• [What needs to be done]:
When a line of the entries contains "code", please list that line.

□ □ □

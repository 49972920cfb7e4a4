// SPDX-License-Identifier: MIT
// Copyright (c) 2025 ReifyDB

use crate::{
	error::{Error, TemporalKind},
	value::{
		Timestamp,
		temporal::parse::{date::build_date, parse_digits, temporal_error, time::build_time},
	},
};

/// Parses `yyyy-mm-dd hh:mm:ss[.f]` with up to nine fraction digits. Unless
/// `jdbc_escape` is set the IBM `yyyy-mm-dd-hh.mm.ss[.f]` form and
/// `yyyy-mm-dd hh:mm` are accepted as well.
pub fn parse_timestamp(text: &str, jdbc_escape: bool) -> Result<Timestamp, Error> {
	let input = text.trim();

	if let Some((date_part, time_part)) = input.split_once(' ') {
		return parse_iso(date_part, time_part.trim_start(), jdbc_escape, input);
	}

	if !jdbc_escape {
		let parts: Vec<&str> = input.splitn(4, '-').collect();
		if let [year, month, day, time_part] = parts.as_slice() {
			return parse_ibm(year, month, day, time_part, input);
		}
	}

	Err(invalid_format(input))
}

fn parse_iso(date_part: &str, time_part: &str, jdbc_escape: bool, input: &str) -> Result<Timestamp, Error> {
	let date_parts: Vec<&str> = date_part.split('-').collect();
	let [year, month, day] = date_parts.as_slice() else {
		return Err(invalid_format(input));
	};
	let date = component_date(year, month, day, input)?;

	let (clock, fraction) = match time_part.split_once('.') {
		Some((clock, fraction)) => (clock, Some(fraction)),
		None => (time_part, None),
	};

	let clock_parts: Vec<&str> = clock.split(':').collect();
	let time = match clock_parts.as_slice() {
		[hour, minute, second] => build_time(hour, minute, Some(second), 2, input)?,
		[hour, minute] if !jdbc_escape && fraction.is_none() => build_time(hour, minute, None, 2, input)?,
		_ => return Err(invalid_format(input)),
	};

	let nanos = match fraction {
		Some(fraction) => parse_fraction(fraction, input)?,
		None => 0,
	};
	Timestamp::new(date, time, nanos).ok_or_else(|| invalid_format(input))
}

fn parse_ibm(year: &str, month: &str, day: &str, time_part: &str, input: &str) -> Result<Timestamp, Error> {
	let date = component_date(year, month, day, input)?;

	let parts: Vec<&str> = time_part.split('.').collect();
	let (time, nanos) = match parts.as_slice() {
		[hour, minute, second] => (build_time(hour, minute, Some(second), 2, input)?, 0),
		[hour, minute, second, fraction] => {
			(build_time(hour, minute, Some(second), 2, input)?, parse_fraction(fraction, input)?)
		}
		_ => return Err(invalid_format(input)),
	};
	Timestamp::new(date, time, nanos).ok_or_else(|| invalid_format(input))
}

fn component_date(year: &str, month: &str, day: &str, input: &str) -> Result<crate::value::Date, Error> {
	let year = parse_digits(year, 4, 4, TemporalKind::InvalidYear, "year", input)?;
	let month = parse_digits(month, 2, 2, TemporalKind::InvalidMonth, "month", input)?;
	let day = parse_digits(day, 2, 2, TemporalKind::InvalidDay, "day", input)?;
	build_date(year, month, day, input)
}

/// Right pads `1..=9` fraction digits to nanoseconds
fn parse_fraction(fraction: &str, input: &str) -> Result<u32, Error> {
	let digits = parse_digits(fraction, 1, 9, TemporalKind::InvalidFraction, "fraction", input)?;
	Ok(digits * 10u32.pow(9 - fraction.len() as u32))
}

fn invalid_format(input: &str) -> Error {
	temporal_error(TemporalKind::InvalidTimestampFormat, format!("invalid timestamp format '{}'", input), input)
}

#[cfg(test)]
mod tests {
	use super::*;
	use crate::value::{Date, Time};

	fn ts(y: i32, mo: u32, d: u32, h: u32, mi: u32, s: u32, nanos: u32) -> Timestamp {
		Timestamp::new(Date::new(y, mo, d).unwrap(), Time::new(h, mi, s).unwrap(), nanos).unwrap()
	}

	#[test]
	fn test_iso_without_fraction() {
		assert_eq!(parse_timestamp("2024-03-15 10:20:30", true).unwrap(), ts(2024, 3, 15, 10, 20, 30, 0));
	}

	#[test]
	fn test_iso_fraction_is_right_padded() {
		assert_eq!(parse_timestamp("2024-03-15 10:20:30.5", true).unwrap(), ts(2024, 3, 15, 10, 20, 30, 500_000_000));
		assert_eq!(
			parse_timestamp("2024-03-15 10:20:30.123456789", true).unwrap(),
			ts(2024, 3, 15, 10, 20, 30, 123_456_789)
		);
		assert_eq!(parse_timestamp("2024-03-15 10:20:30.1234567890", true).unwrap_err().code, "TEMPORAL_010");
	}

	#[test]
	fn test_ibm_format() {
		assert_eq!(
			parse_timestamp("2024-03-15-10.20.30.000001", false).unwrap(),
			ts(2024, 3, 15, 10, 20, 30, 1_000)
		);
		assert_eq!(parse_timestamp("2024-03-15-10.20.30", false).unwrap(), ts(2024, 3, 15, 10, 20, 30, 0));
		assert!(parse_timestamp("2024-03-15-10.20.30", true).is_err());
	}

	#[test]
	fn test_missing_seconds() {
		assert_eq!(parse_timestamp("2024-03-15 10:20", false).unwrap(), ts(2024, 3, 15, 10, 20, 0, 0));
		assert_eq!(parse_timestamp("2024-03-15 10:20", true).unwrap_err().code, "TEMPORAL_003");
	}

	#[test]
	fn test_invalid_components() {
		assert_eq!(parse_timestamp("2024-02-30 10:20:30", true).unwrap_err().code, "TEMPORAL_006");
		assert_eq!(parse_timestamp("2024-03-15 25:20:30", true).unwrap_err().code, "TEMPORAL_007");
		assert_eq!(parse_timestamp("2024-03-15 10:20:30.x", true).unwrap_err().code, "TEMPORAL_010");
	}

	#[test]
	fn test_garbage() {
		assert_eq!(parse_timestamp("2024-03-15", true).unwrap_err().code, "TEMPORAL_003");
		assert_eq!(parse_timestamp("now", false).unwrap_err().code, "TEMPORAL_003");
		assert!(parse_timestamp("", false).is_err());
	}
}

□ □ □

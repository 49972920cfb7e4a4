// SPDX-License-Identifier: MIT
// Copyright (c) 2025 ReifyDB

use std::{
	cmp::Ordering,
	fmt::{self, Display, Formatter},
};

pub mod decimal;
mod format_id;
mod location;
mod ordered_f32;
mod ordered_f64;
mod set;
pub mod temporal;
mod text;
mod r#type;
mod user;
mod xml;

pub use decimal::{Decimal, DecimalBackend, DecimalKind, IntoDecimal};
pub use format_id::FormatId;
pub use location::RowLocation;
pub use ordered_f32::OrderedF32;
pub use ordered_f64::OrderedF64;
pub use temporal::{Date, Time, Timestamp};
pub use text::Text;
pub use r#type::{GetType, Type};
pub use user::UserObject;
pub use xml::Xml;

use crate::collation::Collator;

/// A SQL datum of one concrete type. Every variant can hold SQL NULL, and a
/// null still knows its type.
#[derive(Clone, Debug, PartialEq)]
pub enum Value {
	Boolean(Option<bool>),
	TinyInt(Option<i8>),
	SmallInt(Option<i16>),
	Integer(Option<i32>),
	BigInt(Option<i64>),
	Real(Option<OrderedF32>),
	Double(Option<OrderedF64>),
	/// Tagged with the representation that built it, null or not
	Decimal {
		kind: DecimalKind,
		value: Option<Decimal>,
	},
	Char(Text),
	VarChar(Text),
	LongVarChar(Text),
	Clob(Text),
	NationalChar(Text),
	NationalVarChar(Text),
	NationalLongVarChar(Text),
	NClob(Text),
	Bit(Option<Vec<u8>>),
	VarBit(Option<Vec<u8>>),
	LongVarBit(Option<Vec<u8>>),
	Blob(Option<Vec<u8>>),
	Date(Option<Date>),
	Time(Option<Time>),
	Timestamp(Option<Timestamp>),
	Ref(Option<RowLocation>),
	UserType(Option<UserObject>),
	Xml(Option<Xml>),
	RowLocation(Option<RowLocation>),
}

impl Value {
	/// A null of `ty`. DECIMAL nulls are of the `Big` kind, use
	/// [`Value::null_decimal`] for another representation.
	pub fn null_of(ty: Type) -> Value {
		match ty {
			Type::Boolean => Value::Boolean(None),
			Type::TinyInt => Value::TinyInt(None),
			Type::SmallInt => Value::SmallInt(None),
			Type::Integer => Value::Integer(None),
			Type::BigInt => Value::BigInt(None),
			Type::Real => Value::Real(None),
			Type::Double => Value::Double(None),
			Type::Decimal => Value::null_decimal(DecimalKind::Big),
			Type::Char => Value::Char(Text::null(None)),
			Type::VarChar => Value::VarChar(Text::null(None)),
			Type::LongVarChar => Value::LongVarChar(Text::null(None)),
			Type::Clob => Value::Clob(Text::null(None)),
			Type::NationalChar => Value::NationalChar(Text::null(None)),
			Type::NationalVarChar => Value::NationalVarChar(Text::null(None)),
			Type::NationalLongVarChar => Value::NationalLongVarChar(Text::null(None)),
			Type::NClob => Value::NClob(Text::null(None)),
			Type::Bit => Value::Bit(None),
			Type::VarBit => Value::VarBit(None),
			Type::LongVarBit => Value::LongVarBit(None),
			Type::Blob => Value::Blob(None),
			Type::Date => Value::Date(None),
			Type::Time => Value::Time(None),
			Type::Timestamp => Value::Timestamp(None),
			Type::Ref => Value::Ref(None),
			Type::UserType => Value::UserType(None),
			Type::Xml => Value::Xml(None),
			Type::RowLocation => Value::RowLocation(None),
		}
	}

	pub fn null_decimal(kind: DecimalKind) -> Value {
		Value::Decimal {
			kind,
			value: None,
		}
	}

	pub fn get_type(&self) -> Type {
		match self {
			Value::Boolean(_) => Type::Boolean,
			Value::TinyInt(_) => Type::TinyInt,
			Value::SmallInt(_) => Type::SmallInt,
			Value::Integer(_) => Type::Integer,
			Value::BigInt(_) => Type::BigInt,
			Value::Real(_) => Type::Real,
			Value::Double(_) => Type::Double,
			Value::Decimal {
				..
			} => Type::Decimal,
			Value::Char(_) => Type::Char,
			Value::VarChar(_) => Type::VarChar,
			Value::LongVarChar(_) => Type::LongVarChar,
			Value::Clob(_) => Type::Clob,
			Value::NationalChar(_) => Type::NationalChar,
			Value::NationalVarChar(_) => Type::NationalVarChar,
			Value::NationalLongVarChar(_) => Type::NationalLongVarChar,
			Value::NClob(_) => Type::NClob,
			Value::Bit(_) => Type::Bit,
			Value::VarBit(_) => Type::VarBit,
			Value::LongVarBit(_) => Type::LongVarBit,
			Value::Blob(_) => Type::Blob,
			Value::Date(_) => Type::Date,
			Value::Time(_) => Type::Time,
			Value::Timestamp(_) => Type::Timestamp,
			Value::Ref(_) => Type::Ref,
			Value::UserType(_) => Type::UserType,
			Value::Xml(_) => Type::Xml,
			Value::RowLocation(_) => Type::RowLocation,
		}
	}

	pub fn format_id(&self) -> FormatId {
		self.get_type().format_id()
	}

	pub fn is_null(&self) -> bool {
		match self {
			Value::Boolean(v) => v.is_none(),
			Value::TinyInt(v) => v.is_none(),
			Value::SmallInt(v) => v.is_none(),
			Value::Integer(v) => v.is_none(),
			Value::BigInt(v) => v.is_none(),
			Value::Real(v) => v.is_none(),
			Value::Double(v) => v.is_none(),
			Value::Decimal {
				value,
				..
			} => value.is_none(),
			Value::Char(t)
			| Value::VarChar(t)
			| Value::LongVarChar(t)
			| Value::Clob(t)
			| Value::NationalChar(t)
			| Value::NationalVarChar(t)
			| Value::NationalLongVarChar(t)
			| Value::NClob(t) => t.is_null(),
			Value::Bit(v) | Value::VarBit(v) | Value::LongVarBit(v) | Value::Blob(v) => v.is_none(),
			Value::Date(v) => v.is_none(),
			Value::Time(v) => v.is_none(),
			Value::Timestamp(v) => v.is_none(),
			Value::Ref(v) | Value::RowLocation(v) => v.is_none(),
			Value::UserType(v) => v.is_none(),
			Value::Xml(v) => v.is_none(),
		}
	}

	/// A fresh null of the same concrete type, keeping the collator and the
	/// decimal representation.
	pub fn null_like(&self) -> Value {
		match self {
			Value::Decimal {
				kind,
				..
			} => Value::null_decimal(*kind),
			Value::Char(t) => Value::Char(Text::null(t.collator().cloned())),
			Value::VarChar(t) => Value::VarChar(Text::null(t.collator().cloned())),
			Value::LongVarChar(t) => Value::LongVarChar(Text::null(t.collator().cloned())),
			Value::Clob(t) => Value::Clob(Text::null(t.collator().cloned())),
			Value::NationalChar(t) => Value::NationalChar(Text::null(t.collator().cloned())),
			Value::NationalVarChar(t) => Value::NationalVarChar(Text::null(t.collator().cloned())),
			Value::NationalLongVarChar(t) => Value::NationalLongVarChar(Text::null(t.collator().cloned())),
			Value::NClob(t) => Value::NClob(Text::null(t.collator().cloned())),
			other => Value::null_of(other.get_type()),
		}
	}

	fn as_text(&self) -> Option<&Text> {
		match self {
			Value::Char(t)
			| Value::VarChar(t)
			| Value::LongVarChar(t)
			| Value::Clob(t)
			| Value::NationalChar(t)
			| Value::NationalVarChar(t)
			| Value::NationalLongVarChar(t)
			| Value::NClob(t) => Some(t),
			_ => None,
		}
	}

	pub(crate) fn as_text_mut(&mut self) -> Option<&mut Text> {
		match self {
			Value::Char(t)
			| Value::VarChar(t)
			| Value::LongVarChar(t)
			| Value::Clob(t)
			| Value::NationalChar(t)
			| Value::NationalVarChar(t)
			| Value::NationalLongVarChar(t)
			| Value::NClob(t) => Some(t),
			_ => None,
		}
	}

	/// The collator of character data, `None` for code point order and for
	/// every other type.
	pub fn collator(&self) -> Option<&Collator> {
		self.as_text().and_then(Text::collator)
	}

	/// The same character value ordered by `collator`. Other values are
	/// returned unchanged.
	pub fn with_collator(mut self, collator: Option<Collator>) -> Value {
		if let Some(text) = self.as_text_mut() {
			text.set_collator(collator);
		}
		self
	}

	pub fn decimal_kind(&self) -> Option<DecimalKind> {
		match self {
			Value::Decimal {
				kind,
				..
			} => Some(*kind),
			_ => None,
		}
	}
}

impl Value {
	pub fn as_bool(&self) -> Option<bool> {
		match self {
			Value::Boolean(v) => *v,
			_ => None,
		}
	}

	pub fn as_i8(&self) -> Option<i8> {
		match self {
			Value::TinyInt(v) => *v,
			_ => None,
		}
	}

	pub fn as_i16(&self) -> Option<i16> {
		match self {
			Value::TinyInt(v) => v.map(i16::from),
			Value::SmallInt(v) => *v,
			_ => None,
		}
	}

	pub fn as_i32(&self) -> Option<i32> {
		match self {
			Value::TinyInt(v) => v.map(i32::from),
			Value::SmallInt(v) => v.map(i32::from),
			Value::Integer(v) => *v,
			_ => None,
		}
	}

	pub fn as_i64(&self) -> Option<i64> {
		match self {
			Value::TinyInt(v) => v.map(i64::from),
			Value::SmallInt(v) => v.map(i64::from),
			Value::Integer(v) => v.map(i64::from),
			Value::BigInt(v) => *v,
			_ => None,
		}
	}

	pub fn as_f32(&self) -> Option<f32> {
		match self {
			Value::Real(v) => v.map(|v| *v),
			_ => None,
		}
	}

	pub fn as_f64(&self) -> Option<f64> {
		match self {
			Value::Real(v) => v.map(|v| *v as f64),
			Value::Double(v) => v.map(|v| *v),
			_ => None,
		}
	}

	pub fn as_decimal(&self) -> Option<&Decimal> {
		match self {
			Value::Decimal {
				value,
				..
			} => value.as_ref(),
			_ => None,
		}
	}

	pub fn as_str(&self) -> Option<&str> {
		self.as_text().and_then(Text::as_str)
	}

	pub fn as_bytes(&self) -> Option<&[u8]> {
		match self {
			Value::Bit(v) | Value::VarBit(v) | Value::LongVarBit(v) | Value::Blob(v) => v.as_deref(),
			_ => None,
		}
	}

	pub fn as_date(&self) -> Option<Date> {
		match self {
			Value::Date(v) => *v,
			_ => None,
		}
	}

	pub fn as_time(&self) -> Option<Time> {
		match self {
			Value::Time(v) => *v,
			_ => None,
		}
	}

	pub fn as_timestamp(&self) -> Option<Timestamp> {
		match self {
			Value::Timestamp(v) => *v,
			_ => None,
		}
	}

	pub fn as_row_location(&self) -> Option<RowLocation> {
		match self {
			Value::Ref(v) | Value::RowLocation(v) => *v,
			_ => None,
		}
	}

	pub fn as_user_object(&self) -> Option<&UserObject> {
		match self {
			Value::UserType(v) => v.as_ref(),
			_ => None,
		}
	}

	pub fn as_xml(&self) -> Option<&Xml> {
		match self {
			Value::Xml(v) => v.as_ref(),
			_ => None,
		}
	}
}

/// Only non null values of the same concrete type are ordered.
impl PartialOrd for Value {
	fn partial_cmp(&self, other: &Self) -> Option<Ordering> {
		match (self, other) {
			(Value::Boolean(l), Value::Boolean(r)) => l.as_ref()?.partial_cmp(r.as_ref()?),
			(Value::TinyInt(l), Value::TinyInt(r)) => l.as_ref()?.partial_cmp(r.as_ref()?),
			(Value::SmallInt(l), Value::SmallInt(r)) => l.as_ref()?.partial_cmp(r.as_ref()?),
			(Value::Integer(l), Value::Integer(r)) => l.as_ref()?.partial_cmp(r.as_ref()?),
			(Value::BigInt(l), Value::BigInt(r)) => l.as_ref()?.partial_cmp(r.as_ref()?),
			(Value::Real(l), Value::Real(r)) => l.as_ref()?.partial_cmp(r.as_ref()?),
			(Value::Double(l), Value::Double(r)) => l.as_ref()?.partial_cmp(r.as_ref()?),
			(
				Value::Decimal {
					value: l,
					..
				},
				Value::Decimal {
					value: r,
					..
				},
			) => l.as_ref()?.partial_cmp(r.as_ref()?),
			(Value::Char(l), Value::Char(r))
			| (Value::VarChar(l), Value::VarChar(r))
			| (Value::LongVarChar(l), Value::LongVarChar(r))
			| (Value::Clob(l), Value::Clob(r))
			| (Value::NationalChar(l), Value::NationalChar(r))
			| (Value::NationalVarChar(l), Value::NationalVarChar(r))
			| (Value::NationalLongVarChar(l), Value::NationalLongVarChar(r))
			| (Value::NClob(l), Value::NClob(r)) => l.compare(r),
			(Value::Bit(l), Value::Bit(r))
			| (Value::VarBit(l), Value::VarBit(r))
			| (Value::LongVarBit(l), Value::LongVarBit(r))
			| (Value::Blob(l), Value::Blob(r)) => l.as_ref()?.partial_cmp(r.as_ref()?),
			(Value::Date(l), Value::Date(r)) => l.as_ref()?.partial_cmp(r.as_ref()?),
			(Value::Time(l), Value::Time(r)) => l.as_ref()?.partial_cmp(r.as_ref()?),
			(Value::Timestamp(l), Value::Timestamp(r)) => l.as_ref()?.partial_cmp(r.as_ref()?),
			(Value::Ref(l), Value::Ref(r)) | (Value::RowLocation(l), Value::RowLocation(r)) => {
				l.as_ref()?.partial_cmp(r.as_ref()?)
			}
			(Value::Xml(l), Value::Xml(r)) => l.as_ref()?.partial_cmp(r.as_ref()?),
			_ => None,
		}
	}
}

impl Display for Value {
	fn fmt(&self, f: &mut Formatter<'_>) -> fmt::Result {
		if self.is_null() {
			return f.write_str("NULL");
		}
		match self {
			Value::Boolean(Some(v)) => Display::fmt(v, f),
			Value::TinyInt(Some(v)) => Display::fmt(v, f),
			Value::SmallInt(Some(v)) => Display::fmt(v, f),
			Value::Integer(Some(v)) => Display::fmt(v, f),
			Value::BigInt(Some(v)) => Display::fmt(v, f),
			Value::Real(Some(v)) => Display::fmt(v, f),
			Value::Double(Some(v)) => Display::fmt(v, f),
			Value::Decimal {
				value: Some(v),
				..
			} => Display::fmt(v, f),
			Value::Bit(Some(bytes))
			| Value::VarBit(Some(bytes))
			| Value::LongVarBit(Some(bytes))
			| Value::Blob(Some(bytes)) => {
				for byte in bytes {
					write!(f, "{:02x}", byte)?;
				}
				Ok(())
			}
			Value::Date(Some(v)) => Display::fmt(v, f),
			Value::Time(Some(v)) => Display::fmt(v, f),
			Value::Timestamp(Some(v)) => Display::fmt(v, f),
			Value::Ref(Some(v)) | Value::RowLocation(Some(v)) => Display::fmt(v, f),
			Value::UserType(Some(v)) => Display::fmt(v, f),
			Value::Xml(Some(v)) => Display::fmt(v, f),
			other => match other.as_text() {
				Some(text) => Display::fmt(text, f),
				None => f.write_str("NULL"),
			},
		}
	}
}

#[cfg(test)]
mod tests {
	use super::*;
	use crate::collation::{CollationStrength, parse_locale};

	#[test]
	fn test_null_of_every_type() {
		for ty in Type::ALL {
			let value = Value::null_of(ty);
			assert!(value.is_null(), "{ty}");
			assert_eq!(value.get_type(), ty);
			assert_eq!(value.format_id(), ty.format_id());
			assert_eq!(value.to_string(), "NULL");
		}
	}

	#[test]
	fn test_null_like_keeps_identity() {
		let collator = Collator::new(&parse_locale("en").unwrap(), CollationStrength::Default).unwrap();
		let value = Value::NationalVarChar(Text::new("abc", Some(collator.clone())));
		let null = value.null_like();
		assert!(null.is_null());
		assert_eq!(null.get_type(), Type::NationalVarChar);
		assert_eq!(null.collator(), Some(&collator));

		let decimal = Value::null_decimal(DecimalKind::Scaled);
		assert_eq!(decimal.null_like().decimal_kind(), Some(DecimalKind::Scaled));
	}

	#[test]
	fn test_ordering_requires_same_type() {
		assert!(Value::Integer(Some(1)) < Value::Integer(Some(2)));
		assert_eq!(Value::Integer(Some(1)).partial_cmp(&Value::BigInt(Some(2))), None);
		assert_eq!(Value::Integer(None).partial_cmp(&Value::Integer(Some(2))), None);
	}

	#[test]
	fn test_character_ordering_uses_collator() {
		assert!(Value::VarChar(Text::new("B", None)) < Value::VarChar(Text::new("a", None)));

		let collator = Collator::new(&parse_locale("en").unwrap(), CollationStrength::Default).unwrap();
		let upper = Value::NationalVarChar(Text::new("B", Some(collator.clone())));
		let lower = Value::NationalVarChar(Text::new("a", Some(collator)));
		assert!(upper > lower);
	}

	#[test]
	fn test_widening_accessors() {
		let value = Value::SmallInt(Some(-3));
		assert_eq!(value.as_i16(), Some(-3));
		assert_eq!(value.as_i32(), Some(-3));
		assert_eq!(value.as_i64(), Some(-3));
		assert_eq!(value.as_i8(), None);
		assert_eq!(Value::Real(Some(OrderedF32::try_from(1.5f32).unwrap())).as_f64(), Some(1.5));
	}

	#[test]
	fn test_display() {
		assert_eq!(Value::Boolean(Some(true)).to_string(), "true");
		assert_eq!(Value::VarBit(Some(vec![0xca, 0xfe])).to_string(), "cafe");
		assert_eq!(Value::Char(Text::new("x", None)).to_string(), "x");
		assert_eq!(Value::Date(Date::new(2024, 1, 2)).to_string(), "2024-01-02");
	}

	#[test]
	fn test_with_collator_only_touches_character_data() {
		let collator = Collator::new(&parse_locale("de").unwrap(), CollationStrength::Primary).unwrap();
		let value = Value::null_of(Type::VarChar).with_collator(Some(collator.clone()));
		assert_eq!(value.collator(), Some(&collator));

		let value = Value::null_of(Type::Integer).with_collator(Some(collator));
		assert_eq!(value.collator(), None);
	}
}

□ □ □

• [Finished exercise]:
		assert_eq!(parse_timestamp("2024-03-15 10:20:30.1234567890", true).unwrap_err().code, "TEMPORAL_010");
		assert_eq!(parse_timestamp("2024-03-15 10:20", true).unwrap_err().code, "TEMPORAL_003");
		assert_eq!(parse_timestamp("2024-02-30 10:20:30", true).unwrap_err().code, "TEMPORAL_006");
		assert_eq!(parse_timestamp("2024-03-15 25:20:30", true).unwrap_err().code, "TEMPORAL_007");
		assert_eq!(parse_timestamp("2024-03-15 10:20:30.x", true).unwrap_err().code, "TEMPORAL_010");
		assert_eq!(parse_timestamp("2024-03-15", true).unwrap_err().code, "TEMPORAL_003");
		assert_eq!(parse_timestamp("now", false).unwrap_err().code, "TEMPORAL_003");
	/// The collator of character data, `None` for code point order and for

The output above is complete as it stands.